+++ PROVIDED RECORDS

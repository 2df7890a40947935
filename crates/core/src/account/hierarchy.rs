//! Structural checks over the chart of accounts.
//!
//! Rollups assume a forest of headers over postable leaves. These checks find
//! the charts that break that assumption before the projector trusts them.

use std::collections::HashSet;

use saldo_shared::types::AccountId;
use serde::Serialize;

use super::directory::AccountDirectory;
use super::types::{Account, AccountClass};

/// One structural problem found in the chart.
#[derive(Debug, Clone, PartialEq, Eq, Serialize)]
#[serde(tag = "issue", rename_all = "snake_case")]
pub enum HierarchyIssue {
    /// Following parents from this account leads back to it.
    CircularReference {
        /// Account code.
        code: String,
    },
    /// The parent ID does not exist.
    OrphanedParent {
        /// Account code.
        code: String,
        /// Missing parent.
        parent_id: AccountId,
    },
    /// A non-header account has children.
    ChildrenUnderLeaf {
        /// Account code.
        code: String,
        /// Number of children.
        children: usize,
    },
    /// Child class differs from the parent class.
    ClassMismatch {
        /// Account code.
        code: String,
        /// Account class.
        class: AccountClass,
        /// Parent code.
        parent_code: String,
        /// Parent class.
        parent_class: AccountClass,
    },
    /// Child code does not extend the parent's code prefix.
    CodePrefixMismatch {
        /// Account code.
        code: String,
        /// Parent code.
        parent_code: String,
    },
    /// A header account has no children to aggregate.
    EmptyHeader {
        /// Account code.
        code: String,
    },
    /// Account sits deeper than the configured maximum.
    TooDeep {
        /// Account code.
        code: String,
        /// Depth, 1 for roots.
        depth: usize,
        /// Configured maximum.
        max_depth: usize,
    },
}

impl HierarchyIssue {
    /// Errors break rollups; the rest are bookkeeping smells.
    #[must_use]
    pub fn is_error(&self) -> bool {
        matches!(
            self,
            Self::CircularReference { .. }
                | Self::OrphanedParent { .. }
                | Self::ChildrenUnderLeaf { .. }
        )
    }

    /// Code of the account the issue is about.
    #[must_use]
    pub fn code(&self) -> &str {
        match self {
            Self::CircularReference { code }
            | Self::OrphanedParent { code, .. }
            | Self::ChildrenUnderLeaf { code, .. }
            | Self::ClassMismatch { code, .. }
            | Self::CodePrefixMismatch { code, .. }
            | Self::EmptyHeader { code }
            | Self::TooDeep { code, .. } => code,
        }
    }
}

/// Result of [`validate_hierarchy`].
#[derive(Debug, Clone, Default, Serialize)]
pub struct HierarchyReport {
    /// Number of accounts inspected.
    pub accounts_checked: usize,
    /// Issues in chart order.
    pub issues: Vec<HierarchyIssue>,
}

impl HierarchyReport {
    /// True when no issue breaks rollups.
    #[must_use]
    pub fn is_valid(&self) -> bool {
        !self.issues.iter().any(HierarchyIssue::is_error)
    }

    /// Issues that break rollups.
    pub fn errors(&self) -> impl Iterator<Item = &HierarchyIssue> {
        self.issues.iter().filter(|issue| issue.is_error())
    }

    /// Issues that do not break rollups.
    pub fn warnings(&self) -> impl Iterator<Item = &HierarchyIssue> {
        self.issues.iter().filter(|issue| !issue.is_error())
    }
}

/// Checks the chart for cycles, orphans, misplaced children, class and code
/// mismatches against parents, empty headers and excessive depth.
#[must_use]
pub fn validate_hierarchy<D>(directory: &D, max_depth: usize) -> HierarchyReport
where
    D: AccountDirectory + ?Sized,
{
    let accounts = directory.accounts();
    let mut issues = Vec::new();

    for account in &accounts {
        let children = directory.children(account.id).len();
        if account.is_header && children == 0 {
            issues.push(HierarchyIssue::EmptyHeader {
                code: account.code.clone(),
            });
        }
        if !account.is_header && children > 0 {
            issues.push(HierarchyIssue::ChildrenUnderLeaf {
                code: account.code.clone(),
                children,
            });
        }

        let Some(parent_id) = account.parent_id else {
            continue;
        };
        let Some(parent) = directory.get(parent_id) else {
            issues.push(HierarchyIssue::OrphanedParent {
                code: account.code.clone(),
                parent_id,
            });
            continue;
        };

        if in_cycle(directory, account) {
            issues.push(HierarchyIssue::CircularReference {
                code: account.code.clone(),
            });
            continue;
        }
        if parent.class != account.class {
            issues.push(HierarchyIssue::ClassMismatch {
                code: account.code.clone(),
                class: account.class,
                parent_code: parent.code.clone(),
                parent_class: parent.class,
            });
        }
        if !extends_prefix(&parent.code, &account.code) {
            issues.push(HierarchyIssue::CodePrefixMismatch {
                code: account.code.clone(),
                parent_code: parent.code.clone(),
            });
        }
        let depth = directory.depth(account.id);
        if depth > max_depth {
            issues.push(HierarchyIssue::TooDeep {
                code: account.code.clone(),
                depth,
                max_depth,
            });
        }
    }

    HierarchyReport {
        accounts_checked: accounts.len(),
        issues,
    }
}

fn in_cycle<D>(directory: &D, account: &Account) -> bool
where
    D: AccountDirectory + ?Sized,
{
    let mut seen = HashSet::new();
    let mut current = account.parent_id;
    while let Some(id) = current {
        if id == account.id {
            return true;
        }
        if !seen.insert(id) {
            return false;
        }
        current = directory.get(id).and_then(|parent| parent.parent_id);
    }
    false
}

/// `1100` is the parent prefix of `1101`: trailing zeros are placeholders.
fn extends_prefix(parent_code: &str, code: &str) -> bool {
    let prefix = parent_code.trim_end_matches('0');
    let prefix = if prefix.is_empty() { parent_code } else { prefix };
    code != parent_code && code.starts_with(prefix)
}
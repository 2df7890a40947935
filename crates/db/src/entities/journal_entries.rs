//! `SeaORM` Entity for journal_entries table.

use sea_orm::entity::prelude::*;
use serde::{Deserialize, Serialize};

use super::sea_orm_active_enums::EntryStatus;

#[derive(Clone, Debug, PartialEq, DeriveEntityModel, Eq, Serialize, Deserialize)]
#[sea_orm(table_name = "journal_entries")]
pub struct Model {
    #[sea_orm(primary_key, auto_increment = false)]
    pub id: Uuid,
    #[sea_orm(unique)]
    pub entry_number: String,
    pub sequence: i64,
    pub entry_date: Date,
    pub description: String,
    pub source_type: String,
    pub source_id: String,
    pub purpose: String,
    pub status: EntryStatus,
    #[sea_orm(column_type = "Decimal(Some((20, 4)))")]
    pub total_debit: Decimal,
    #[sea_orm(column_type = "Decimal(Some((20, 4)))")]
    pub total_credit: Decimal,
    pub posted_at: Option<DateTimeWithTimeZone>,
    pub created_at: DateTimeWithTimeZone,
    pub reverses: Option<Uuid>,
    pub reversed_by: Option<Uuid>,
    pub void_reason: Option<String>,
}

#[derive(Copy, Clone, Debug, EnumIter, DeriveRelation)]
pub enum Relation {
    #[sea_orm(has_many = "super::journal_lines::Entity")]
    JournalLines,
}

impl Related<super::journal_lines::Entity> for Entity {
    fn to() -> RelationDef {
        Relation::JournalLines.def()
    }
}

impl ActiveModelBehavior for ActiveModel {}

++++++

■ **EXERCISE DIRECTIONS**:
Beginning at the line that holds "let prefix = if", copy every line through the end of the entries exactly as given, and only those lines.

■ **ANSWER SPACE**:
    let prefix = if prefix.is_empty() { parent_code } else { prefix };
    code != parent_code && code.starts_with(prefix)
}
repository 2df7890a40947935
filename crates/db/src/entities/journal_entries.rs
//! `SeaORM` Entity for journal_entries table.

use sea_orm::entity::prelude::*;
use serde::{Deserialize, Serialize};

use super::sea_orm_active_enums::EntryStatus;

#[derive(Clone, Debug, PartialEq, DeriveEntityModel, Eq, Serialize, Deserialize)]
#[sea_orm(table_name = "journal_entries")]
pub struct Model {
    #[sea_orm(primary_key, auto_increment = false)]
    pub id: Uuid,
    #[sea_orm(unique)]
    pub entry_number: String,
    pub sequence: i64,
    pub entry_date: Date,
    pub description: String,
    pub source_type: String,
    pub source_id: String,
    pub purpose: String,
    pub status: EntryStatus,
    #[sea_orm(column_type = "Decimal(Some((20, 4)))")]
    pub total_debit: Decimal,
    #[sea_orm(column_type = "Decimal(Some((20, 4)))")]
    pub total_credit: Decimal,
    pub posted_at: Option<DateTimeWithTimeZone>,
    pub created_at: DateTimeWithTimeZone,
    pub reverses: Option<Uuid>,
    pub reversed_by: Option<Uuid>,
    pub void_reason: Option<String>,
}

#[derive(Copy, Clone, Debug, EnumIter, DeriveRelation)]
pub enum Relation {
    #[sea_orm(has_many = "super::journal_lines::Entity")]
    JournalLines,
}

impl Related<super::journal_lines::Entity> for Entity {
    fn to() -> RelationDef {
        Relation::JournalLines.def()
    }
}

impl ActiveModelBehavior for ActiveModel {}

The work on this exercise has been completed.